Накануне кончины Гоголя, его посетил Л. И. Арнольди (брат Смирновой по матери). Внешний вид писателя произвел на него удручающее впечатление: «Худой, бледный, волосы спутаны и падали в беспорядке на лоб и глаза. Он тяжело вздыхал, шептал молитвы и смотрел на икону в ногах. Хриплым голосом попросил пить. Ему дали воду с вином. Он смочил губы и упал на подушку».

Слуга, дежуривший у постели Гоголя, видя, что на его глазах погибает человек, предложил (в присутствии Арнольди, который описал этот эпизод) мальчику, сидевшему рядом, свой метод лечения: растормошить Гоголя, взять под руки и поводить по комнате, «чтобы он очнулся», «он разойдется и жить будет, а если так оставить – непременно умрет». Врачи же продолжали лечить его кровопусканиями и пиявками. Ставили мушки, обкладывали льдом голову.

Из наблюдений Тарасенкова – в последний день Гоголь по-прежнему «не отвечал на вопросы, иногда бормотал что-то невнятно, потом сказал: “Дайте лестницу”. Его подняли и посадили в кресло». Но он был настолько слаб, что, по описанию Тарасенкова, «голова падала как у новорожденного, а когда укладывали в постель, у него упали все чувства, пульс перестал биться, он захрипел, глаза раскрылись. Но это был еще не конец, а только кратковременный обморок. После этого лежал молча с закрытыми глазами».

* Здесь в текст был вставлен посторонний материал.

// SPDX-FileCopyrightText: 2026 Tether Contributors
// SPDX-License-Identifier: MIT OR Apache-2.0

//! Stateless menu actions that run against the live provider connection.
//!
//! Every provider call here is bounded by the registry's call deadline. A
//! fatal provider failure closes the user's handle; the user is told to sign
//! in again.

use tracing::{info, warn};

use tether_auth::{bounded, Prompt};
use tether_core::{Keyboard, ProviderError, TetherError, UserId};

use crate::AgentDeps;

/// Messages inspected per purge; only the user's own are deleted.
pub const PURGE_LIMIT: usize = 100;

/// Input a pending menu action is waiting for.
pub enum ActionState {
    /// "Send message": waiting for the recipient.
    AwaitSendTarget,
    /// "Send message": recipient known, waiting for the text.
    AwaitSendText { target: String },
    /// "Purge chat": waiting for the chat to purge.
    AwaitPurgeTarget,
}

/// The uniform reply for any action that needs a connection and has none.
pub(crate) fn not_authenticated() -> Vec<Prompt> {
    vec![Prompt::with_keyboard(
        "There is no connected account yet. Sign in first.",
        Keyboard::StartAuth,
    )]
}

/// Turns a classified provider failure into a reply, closing the handle when
/// the failure is fatal.
async fn provider_failure(
    deps: &AgentDeps,
    user: UserId,
    err: ProviderError,
    what: &str,
) -> Vec<Prompt> {
    warn!(%user, error = %err, "failed to {what}");
    if err.is_fatal() {
        deps.registry.close(user).await;
        vec![Prompt::with_keyboard(
            format!("Failed to {what}: {err}. The connection was closed; sign in again."),
            Keyboard::StartAuth,
        )]
    } else {
        vec![Prompt::text(format!("Failed to {what}: {err}."))]
    }
}

pub(crate) async fn account_info(
    deps: &AgentDeps,
    user: UserId,
) -> Result<Vec<Prompt>, TetherError> {
    let Some(conn) = deps.registry.get(user) else {
        return Ok(not_authenticated());
    };
    let result = {
        let guard = conn.lock().await;
        bounded(deps.registry.call_timeout(), guard.account_info()).await
    };
    match result {
        Ok(info) => {
            let username = info
                .username
                .map(|u| format!("@{u}"))
                .unwrap_or_else(|| "(no username)".to_string());
            Ok(vec![Prompt::with_keyboard(
                format!(
                    "Connected account:\n{} {}\nid {}",
                    info.first_name, username, info.id
                ),
                Keyboard::AccountActions,
            )])
        }
        Err(err) => Ok(provider_failure(deps, user, err, "fetch account info").await),
    }
}

pub(crate) async fn logout(deps: &AgentDeps, user: UserId) -> Result<Vec<Prompt>, TetherError> {
    match deps.registry.logout(user).await {
        Ok(true) => {
            info!(%user, "logged out");
            Ok(vec![Prompt::with_keyboard(
                "Logged out. The saved session was removed.",
                Keyboard::MainMenu,
            )])
        }
        Ok(false) => Ok(not_authenticated()),
        Err(err) => {
            warn!(%user, error = %err, "logout cleanup failed");
            Ok(vec![Prompt::text(format!(
                "Logged out, but cleanup reported an error: {err}."
            ))])
        }
    }
}

pub(crate) async fn send_message(
    deps: &AgentDeps,
    user: UserId,
    target: &str,
    text: &str,
) -> Result<Vec<Prompt>, TetherError> {
    let Some(conn) = deps.registry.get(user) else {
        return Ok(not_authenticated());
    };
    let result = {
        let guard = conn.lock().await;
        bounded(
            deps.registry.call_timeout(),
            guard.send_message(target, text),
        )
        .await
    };
    match result {
        Ok(()) => {
            info!(%user, target, "message sent");
            Ok(vec![Prompt::with_keyboard("Sent.", Keyboard::MainMenu)])
        }
        Err(err) => Ok(provider_failure(deps, user, err, "send the message").await),
    }
}

pub(crate) async fn purge(
    deps: &AgentDeps,
    user: UserId,
    chat: &str,
) -> Result<Vec<Prompt>, TetherError> {
    let Some(conn) = deps.registry.get(user) else {
        return Ok(not_authenticated());
    };
    let outcome = {
        let guard = conn.lock().await;
        match bounded(
            deps.registry.call_timeout(),
            guard.recent_own_messages(chat, PURGE_LIMIT),
        )
        .await
        {
            Ok(ids) if ids.is_empty() => Ok(None),
            Ok(ids) => bounded(
                deps.registry.call_timeout(),
                guard.delete_messages(chat, &ids),
            )
            .await
            .map(|()| Some(ids.len())),
            Err(err) => Err(err),
        }
    };
    match outcome {
        Ok(None) => Ok(vec![Prompt::with_keyboard(
            "Found none of your recent messages there; nothing deleted.",
            Keyboard::MainMenu,
        )]),
        Ok(Some(count)) => {
            info!(%user, chat, count, "purged own messages");
            Ok(vec![Prompt::with_keyboard(
                format!("Deleted {count} of your messages."),
                Keyboard::MainMenu,
            )])
        }
        Err(err) => Ok(provider_failure(deps, user, err, "purge the chat").await),
    }
}

pub(crate) async fn ghost_menu(deps: &AgentDeps, user: UserId) -> Result<Vec<Prompt>, TetherError> {
    let enabled = deps.storage.ghost_mode(user).await?;
    Ok(vec![Prompt::with_keyboard(
        format!("Ghost mode is {}.", if enabled { "on" } else { "off" }),
        Keyboard::GhostToggle { enabled },
    )])
}

pub(crate) async fn set_ghost(
    deps: &AgentDeps,
    user: UserId,
    enabled: bool,
) -> Result<Vec<Prompt>, TetherError> {
    deps.storage.set_ghost_mode(user, enabled).await?;
    info!(%user, enabled, "ghost mode updated");
    Ok(vec![Prompt::with_keyboard(
        format!("Ghost mode turned {}.", if enabled { "on" } else { "off" }),
        Keyboard::GhostToggle { enabled },
    )])
}
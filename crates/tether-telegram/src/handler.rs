// SPDX-FileCopyrightText: 2026 Tether Contributors
// SPDX-License-Identifier: MIT OR Apache-2.0

//! Turn routing, allow-list filtering, and content extraction.
//!
//! Determines whether an incoming Telegram update should be processed based
//! on the allow-list and chat type, then extracts it into a channel-agnostic
//! [`InboundTurn`].

use teloxide::prelude::*;
use teloxide::types::{ChatKind, User};

use tether_core::{InboundTurn, TurnContent, UserId};

/// Checks whether the sender is on the allow-list.
///
/// A sender passes if their user id (as string) or username matches any
/// entry. An empty allow-list rejects everyone (secure default). Updates
/// without a sender always return `false`.
pub fn is_allowed(from: Option<&User>, allowed_users: &[String]) -> bool {
    if allowed_users.is_empty() {
        return false;
    }

    let Some(user) = from else {
        return false;
    };

    let user_id_str = user.id.0.to_string();

    for allowed in allowed_users {
        // Match by user ID
        if *allowed == user_id_str {
            return true;
        }
        // Match by username (with or without @ prefix)
        if let Some(ref username) = user.username {
            let allowed_clean = allowed.strip_prefix('@').unwrap_or(allowed);
            if username.eq_ignore_ascii_case(allowed_clean) {
                return true;
            }
        }
    }

    false
}

/// Checks whether the message is from a private (DM) chat.
///
/// Group, supergroup, and channel messages return `false`.
pub fn is_dm(msg: &Message) -> bool {
    matches!(msg.chat.kind, ChatKind::Private(_))
}

/// Converts a Telegram text message into an [`InboundTurn`].
///
/// Returns `None` for media and other unsupported message types; the bot
/// dialogue is text-only.
pub fn to_inbound_turn(msg: &Message) -> Option<InboundTurn> {
    let text = msg.text()?;
    let user = msg.from.as_ref()?;

    Some(InboundTurn {
        user: UserId(user.id.0 as i64),
        chat_id: msg.chat.id.0.to_string(),
        content: TurnContent::Text(text.to_string()),
    })
}

/// Converts an inline-button press into an [`InboundTurn`] selection.
///
/// Replies go to the chat the button lived in; when the original message is
/// no longer accessible the DM chat id equals the user id.
pub fn callback_to_turn(q: &CallbackQuery) -> Option<InboundTurn> {
    let data = q.data.as_ref()?;
    let chat_id = match &q.message {
        Some(m) => m.chat().id.0,
        None => q.from.id.0 as i64,
    };

    Some(InboundTurn {
        user: UserId(q.from.id.0 as i64),
        chat_id: chat_id.to_string(),
        content: TurnContent::Selection(data.clone()),
    })
}
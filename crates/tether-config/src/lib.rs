// SPDX-FileCopyrightText: 2026 Tether Contributors
// SPDX-License-Identifier: MIT OR Apache-2.0

//! Configuration system for Tether.
//!
//! Provides TOML configuration parsing with strict validation
//! (`deny_unknown_fields`), XDG file hierarchy lookup, environment variable
//! overrides, and diagnostic error rendering with typo suggestions.
//!
//! # Usage
//!
//! ```no_run
//! use tether_config::load_and_validate;
//!
//! let config = load_and_validate().expect("config errors");
//! println!("Agent name: {}", config.agent.name);
//! ```

pub mod diagnostic;
pub mod loader;
pub mod model;
pub mod validation;

pub use diagnostic::{render_errors, ConfigError};
pub use loader::{load_config, load_config_from_path, load_config_from_str};
pub use model::TetherConfig;

/// Load configuration from the XDG hierarchy and validate it.
///
/// This is the high-level entry point that:
/// 1. Loads config from TOML files + env vars via Figment
/// 2. On success: runs post-deserialization validation
/// 3. On Figment error: converts to miette diagnostics with typo suggestions
///
/// Returns either a valid `TetherConfig` or a list of diagnostic errors.
pub fn load_and_validate() -> Result<TetherConfig, Vec<ConfigError>> {
    match loader::load_config() {
        Ok(config) => {
            validation::validate_config(&config)?;
            Ok(config)
        }
        Err(err) => Err(diagnostic::figment_to_config_errors(err)),
    }
}

/// Load configuration from a specific TOML string and validate it.
///
/// Useful for testing and explicit configuration.
pub fn load_and_validate_str(toml_content: &str) -> Result<TetherConfig, Vec<ConfigError>> {
    match loader::load_config_from_str(toml_content) {
        Ok(config) => {
            validation::validate_config(&config)?;
            Ok(config)
        }
        Err(err) => Err(diagnostic::figment_to_config_errors(err)),
    }
}

#[cfg(test)]
mod tests {
    use super::*;

    #[test]
    fn valid_inline_config_loads() {
        let config = load_and_validate_str(
            r#"
            [telegram]
            bot_token = "123:abc"
            allowed_users = ["42"]
            "#,
        )
        .unwrap();
        assert_eq!(config.telegram.allowed_users, vec!["42".to_string()]);
    }

    #[test]
    fn invalid_inline_config_reports_errors() {
        let errors = load_and_validate_str(
            r#"
            [agent]
            log_level = "shout"
            "#,
        )
        .unwrap_err();
        assert_eq!(errors.len(), 1);
    }
}
// SPDX-FileCopyrightText: 2026 Tether Contributors
// SPDX-License-Identifier: MIT OR Apache-2.0

//! Rendering of abstract [`Keyboard`] layouts into Telegram markup.
//!
//! The main menu becomes a persistent reply keyboard; every other layout is
//! an inline keyboard whose buttons carry the shared callback ids.

use teloxide::types::{
    InlineKeyboardButton, InlineKeyboardMarkup, KeyboardButton, KeyboardMarkup, ReplyMarkup,
};

use tether_core::{menu, Keyboard};

/// Renders an abstract keyboard into Telegram reply markup.
pub fn render(keyboard: Keyboard) -> ReplyMarkup {
    match keyboard {
        Keyboard::MainMenu => ReplyMarkup::Keyboard(
            KeyboardMarkup::new(vec![
                vec![
                    KeyboardButton::new(menu::LABEL_SIGN_IN),
                    KeyboardButton::new(menu::LABEL_ACCOUNT),
                ],
                vec![
                    KeyboardButton::new(menu::LABEL_SEND),
                    KeyboardButton::new(menu::LABEL_PURGE),
                ],
                vec![KeyboardButton::new(menu::LABEL_GHOST)],
            ])
            .resize_keyboard(),
        ),
        Keyboard::StartAuth => inline(vec![vec![("Sign in", menu::CB_AUTH_START)]]),
        Keyboard::CodeOptions => inline(vec![
            vec![("Resend code", menu::CB_RESEND)],
            vec![
                ("Send via SMS", menu::CB_RESEND_SMS),
                ("Call me", menu::CB_RESEND_CALL),
            ],
        ]),
        Keyboard::GhostToggle { enabled } => {
            if enabled {
                inline(vec![vec![("Turn ghost mode off", menu::CB_GHOST_OFF)]])
            } else {
                inline(vec![vec![("Turn ghost mode on", menu::CB_GHOST_ON)]])
            }
        }
        Keyboard::AccountActions => inline(vec![vec![("Log out", menu::CB_LOGOUT)]]),
    }
}

fn inline(rows: Vec<Vec<(&str, &str)>>) -> ReplyMarkup {
    ReplyMarkup::InlineKeyboard(InlineKeyboardMarkup::new(rows.into_iter().map(|row| {
        row.into_iter()
            .map(|(label, data)| InlineKeyboardButton::callback(label.to_string(), data.to_string()))
            .collect::<Vec<_>>()
    })))
}
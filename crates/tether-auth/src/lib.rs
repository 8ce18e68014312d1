// SPDX-FileCopyrightText: 2026 Tether Contributors
// SPDX-License-Identifier: MIT OR Apache-2.0

//! Authentication core: input normalization, the per-user session registry,
//! and the multi-step sign-in state machine.

pub mod code;
pub mod machine;
pub mod registry;

pub use code::{normalize_code, normalize_phone, parse_credentials};
pub use machine::{
    AuthMachine, AuthSession, AuthState, Prompt, CB_AUTH_START, CB_RESEND, CB_RESEND_CALL,
    CB_RESEND_SMS, MAX_ATTEMPTS,
};
pub use registry::{bounded, SessionRegistry, SharedConnection};
// SPDX-FileCopyrightText: 2026 Tether Contributors
// SPDX-License-Identifier: MIT OR Apache-2.0

//! Graceful shutdown coordination with signal handling.
//!
//! Installs handlers for SIGTERM and SIGINT (Ctrl+C), triggering a
//! [`CancellationToken`] that the agent loop monitors. Worker tasks are
//! drained before the process exits.

use std::time::Duration;

use tokio_util::sync::CancellationToken;
use tracing::{debug, info, warn};

use tether_core::UserId;

use crate::Worker;

/// Installs signal handlers for SIGTERM and SIGINT.
///
/// Returns a [`CancellationToken`] that is cancelled when either signal is
/// received.
pub fn install_signal_handler() -> CancellationToken {
    let token = CancellationToken::new();
    let token_clone = token.clone();

    tokio::spawn(async move {
        let ctrl_c = tokio::signal::ctrl_c();

        #[cfg(unix)]
        {
            use tokio::signal::unix::{signal, SignalKind};
            let mut sigterm =
                signal(SignalKind::terminate()).expect("failed to install SIGTERM handler");

            tokio::select! {
                _ = ctrl_c => {
                    info!("received SIGINT (Ctrl+C), initiating shutdown");
                }
                _ = sigterm.recv() => {
                    info!("received SIGTERM, initiating shutdown");
                }
            }
        }

        #[cfg(not(unix))]
        {
            let _ = ctrl_c.await;
            info!("received Ctrl+C, initiating shutdown");
        }

        token_clone.cancel();
        debug!("shutdown signal handler completed");
    });

    token
}

/// Drains worker tasks: drops their inboxes so they stop after the turn in
/// flight, then waits up to `grace` for all of them to finish.
pub(crate) async fn drain_workers(workers: Vec<(UserId, Worker)>, grace: Duration) {
    if workers.is_empty() {
        info!("no workers to drain");
        return;
    }

    let count = workers.len();
    info!(count, "waiting for workers to finish");

    let mut handles = Vec::with_capacity(count);
    for (_, Worker { tx, handle }) in workers {
        drop(tx);
        handles.push(handle);
    }

    let joined = tokio::time::timeout(grace, futures::future::join_all(handles)).await;
    match joined {
        Ok(_) => info!("all workers drained"),
        Err(_) => warn!("grace period elapsed, some workers interrupted"),
    }
}

#[cfg(test)]
mod tests {
    use super::*;

    #[tokio::test]
    async fn install_signal_handler_returns_token() {
        let token = install_signal_handler();
        assert!(!token.is_cancelled());
        // Cancel it manually to clean up the background task.
        token.cancel();
    }

    #[tokio::test]
    async fn drain_empty_workers() {
        // Completes immediately with no workers.
        drain_workers(Vec::new(), Duration::from_millis(10)).await;
    }
}
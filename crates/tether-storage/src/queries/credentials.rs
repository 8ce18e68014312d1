// SPDX-FileCopyrightText: 2026 Tether Contributors
// SPDX-License-Identifier: MIT OR Apache-2.0

//! Credential store operations.

use rusqlite::params;
use tether_core::{Credentials, TetherError, UserId};

use crate::database::Database;

/// Get the saved credentials for a user, if any.
pub async fn credentials(db: &Database, user: UserId) -> Result<Option<Credentials>, TetherError> {
    db.connection()
        .call(move |conn| {
            let mut stmt =
                conn.prepare("SELECT api_id, api_hash FROM credentials WHERE user_id = ?1")?;
            let result = stmt.query_row(params![user.0], |row| {
                Ok(Credentials {
                    api_id: row.get(0)?,
                    api_hash: row.get(1)?,
                })
            });
            match result {
                Ok(creds) => Ok(Some(creds)),
                Err(rusqlite::Error::QueryReturnedNoRows) => Ok(None),
                Err(e) => Err(e.into()),
            }
        })
        .await
        .map_err(crate::database::map_tr_err)
}

/// Save credentials for a user. Upsert: a second put fully replaces the prior pair.
pub async fn put_credentials(
    db: &Database,
    user: UserId,
    creds: &Credentials,
) -> Result<(), TetherError> {
    let creds = creds.clone();
    db.connection()
        .call(move |conn| {
            conn.execute(
                "INSERT OR REPLACE INTO credentials (user_id, api_id, api_hash)
                 VALUES (?1, ?2, ?3)",
                params![user.0, creds.api_id, creds.api_hash],
            )?;
            Ok(())
        })
        .await
        .map_err(crate::database::map_tr_err)
}

#[cfg(test)]
mod tests {
    use super::*;
    use tempfile::tempdir;

    async fn setup_db() -> (Database, tempfile::TempDir) {
        let dir = tempdir().unwrap();
        let db_path = dir.path().join("test.db");
        let db = Database::open(db_path.to_str().unwrap()).await.unwrap();
        (db, dir)
    }

    #[tokio::test]
    async fn put_and_get_round_trips() {
        let (db, _dir) = setup_db().await;
        let creds = Credentials {
            api_id: 12345,
            api_hash: "abcdef0123456789".into(),
        };

        put_credentials(&db, UserId(1), &creds).await.unwrap();
        let loaded = credentials(&db, UserId(1)).await.unwrap();
        assert_eq!(loaded, Some(creds));

        db.close().await.unwrap();
    }

    #[tokio::test]
    async fn get_absent_user_returns_none() {
        let (db, _dir) = setup_db().await;
        assert_eq!(credentials(&db, UserId(404)).await.unwrap(), None);
        db.close().await.unwrap();
    }

    #[tokio::test]
    async fn second_put_fully_replaces_prior_pair() {
        let (db, _dir) = setup_db().await;
        let first = Credentials {
            api_id: 1,
            api_hash: "old-secret".into(),
        };
        let second = Credentials {
            api_id: 2,
            api_hash: "new-secret".into(),
        };

        put_credentials(&db, UserId(7), &first).await.unwrap();
        put_credentials(&db, UserId(7), &second).await.unwrap();

        let loaded = credentials(&db, UserId(7)).await.unwrap().unwrap();
        assert_eq!(loaded, second);
        assert_ne!(loaded.api_hash, "old-secret");

        db.close().await.unwrap();
    }

    #[tokio::test]
    async fn users_are_independent() {
        let (db, _dir) = setup_db().await;
        let a = Credentials {
            api_id: 10,
            api_hash: "aaaa".into(),
        };
        let b = Credentials {
            api_id: 20,
            api_hash: "bbbb".into(),
        };

        put_credentials(&db, UserId(1), &a).await.unwrap();
        put_credentials(&db, UserId(2), &b).await.unwrap();

        assert_eq!(credentials(&db, UserId(1)).await.unwrap(), Some(a));
        assert_eq!(credentials(&db, UserId(2)).await.unwrap(), Some(b));

        db.close().await.unwrap();
    }
}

Вечером 20 февраля Тарасенков нашел Гоголя в тяжелом состоянии: «Живот был без содержимого, через него легко прощупывался позвоночник. Лицо осунувшееся, кожа покрыта испариной. В таком состоянии я его оставил, чтобы не сталкиваться с медиками-палачами, убежденными, что спасают человека».

У постели погибающего Гоголя были Овер и Клименков. Снова сделали кровопускание, поставили 8 крупных пиявок, к ногам положили кувшин с горячей водой. Ночью приезжал Клименков и обкладывал тело горячим хлебом.

21 февраля Тарасенков приехал на квартиру Толстого рано, когда других врачей еще не было, и поспешил в комнату Гоголя. Он лежал неподвижно в той же позе, что накануне вечером. Лицо было восковой бледности, губы синюшны. Пульс и дыхание не определялись. Великий человек был мертв. Кончились его страдания и манипуляции медиков над изможденным телом. Таковы были суровые и страшные последствия его болезни.

Тарасенков пишет, что он «поцеловал лоб и руку усопшего и с сокрушением сердца отправился на службу, вздыхая и стараясь уверить себя, что не наяву видел невозвратную погибель великого художника вместе с его творениями. Необыкновенным человеком был он при жизни, необыкновенной была и его смерть».

Так трагически завершилась жизнь великого писателя и замерла навсегда его изнуренная болезнью душа. Его кончина была печальным закатом жизни великого художника слова.